**What this task involves:** Report all lines below with the word "TraceLayer".

**Provided information:**

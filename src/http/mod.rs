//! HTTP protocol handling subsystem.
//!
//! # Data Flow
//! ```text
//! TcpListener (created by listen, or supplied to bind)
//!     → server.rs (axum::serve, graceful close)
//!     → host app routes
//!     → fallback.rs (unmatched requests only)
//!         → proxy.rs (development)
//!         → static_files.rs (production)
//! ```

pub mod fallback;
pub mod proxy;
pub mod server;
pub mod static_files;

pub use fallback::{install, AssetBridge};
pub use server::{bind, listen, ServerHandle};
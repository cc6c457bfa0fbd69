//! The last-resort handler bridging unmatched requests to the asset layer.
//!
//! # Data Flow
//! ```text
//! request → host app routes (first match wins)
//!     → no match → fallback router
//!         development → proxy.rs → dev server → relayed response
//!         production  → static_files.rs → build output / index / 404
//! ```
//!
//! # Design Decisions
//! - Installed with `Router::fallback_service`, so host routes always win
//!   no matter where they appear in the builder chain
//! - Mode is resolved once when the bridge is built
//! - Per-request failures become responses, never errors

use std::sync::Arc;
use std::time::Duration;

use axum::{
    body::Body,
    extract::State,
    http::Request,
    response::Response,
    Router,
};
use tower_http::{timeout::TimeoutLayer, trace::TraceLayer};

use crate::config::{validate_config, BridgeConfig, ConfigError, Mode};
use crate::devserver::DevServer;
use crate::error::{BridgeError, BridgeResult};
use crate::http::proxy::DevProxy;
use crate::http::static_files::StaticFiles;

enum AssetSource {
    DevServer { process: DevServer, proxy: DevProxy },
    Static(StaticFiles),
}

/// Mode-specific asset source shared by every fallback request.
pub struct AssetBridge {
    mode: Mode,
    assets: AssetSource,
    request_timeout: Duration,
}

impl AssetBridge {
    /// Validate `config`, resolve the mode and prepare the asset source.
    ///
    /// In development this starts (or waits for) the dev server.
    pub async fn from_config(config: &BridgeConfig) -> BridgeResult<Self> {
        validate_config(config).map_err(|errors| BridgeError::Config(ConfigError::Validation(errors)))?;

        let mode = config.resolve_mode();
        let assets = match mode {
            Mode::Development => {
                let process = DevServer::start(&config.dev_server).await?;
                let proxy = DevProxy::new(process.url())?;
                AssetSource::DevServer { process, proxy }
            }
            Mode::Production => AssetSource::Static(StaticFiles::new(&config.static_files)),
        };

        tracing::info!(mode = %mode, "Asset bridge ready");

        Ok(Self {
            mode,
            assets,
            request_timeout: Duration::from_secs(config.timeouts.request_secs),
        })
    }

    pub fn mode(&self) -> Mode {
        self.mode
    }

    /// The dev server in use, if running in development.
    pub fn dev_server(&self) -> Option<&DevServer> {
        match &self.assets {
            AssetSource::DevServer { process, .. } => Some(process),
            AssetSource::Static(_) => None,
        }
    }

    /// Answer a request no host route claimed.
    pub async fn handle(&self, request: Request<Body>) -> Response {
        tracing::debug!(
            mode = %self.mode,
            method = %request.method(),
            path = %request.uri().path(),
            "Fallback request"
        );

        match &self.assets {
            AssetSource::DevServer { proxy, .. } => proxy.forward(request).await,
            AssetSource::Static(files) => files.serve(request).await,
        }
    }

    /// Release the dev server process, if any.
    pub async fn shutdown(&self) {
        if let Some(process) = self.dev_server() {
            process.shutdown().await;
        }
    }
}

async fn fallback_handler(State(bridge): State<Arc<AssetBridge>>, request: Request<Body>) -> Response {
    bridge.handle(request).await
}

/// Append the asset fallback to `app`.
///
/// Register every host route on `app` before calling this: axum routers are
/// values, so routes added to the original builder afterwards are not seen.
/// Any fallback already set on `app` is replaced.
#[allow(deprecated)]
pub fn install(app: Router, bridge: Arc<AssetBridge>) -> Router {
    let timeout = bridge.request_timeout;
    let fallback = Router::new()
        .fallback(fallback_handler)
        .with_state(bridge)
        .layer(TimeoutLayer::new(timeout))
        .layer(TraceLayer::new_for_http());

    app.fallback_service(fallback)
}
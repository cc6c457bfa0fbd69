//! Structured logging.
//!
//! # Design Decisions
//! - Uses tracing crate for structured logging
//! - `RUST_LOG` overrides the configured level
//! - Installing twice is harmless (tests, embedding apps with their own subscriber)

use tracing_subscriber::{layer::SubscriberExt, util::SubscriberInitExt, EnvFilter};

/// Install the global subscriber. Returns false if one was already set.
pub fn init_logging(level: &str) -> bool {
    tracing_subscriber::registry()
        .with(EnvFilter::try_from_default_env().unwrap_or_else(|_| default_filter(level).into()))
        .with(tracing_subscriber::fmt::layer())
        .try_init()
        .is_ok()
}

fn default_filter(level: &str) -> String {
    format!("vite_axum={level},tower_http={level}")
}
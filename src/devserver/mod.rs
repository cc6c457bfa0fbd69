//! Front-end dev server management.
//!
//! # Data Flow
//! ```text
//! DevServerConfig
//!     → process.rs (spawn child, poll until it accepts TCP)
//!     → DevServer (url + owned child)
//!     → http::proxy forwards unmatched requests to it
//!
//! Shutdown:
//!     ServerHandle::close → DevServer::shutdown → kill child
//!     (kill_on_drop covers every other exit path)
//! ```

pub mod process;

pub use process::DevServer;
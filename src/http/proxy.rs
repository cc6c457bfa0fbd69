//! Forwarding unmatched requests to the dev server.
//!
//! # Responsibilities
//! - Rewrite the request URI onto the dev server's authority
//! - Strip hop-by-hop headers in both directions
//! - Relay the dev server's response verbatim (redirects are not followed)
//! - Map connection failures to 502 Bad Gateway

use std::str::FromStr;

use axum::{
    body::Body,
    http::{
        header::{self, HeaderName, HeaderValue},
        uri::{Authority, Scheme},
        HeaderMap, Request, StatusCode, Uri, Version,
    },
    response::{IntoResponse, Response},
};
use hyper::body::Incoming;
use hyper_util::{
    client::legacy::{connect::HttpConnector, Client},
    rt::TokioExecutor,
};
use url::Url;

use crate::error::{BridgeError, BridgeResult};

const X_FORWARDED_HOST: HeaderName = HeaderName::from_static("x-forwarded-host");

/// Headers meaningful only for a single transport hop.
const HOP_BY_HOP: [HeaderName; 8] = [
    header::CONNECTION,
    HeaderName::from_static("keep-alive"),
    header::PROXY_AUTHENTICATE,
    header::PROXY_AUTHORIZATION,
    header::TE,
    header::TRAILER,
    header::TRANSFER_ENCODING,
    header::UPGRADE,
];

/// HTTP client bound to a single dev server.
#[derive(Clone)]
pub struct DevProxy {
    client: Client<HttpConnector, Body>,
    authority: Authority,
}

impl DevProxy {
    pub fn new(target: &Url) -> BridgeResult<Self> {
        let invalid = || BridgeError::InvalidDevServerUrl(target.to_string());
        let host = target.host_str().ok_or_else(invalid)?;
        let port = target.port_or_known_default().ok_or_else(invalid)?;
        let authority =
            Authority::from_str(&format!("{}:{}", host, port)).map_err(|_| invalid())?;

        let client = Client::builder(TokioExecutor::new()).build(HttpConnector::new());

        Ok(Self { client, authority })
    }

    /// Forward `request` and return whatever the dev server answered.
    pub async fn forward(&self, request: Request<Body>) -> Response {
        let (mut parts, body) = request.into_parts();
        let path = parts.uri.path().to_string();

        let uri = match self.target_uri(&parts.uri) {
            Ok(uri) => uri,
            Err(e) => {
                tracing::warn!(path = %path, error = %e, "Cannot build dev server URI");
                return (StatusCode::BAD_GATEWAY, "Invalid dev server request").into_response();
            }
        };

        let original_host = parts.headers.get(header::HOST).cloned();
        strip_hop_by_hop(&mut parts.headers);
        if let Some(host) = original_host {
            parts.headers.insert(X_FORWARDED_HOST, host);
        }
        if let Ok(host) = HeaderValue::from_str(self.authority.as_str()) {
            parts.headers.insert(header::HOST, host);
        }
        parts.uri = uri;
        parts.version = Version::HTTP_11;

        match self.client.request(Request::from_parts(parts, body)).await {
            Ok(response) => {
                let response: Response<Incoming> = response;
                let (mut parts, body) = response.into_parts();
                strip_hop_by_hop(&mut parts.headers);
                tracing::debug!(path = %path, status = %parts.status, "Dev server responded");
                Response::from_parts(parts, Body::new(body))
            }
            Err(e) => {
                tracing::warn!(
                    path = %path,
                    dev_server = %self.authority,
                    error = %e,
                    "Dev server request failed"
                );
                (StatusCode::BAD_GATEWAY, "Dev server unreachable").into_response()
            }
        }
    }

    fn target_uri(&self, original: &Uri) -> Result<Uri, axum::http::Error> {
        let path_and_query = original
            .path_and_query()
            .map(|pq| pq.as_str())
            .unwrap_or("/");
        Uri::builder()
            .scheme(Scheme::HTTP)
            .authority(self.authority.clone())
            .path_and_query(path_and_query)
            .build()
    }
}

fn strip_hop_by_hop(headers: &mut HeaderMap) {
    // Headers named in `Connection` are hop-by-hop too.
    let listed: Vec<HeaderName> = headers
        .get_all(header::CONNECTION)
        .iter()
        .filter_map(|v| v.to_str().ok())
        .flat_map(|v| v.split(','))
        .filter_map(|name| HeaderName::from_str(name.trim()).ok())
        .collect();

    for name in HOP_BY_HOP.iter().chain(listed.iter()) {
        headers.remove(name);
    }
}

**Solution below:**
use tower_http::{timeout::TimeoutLayer, trace::TraceLayer};
        .layer(TraceLayer::new_for_http());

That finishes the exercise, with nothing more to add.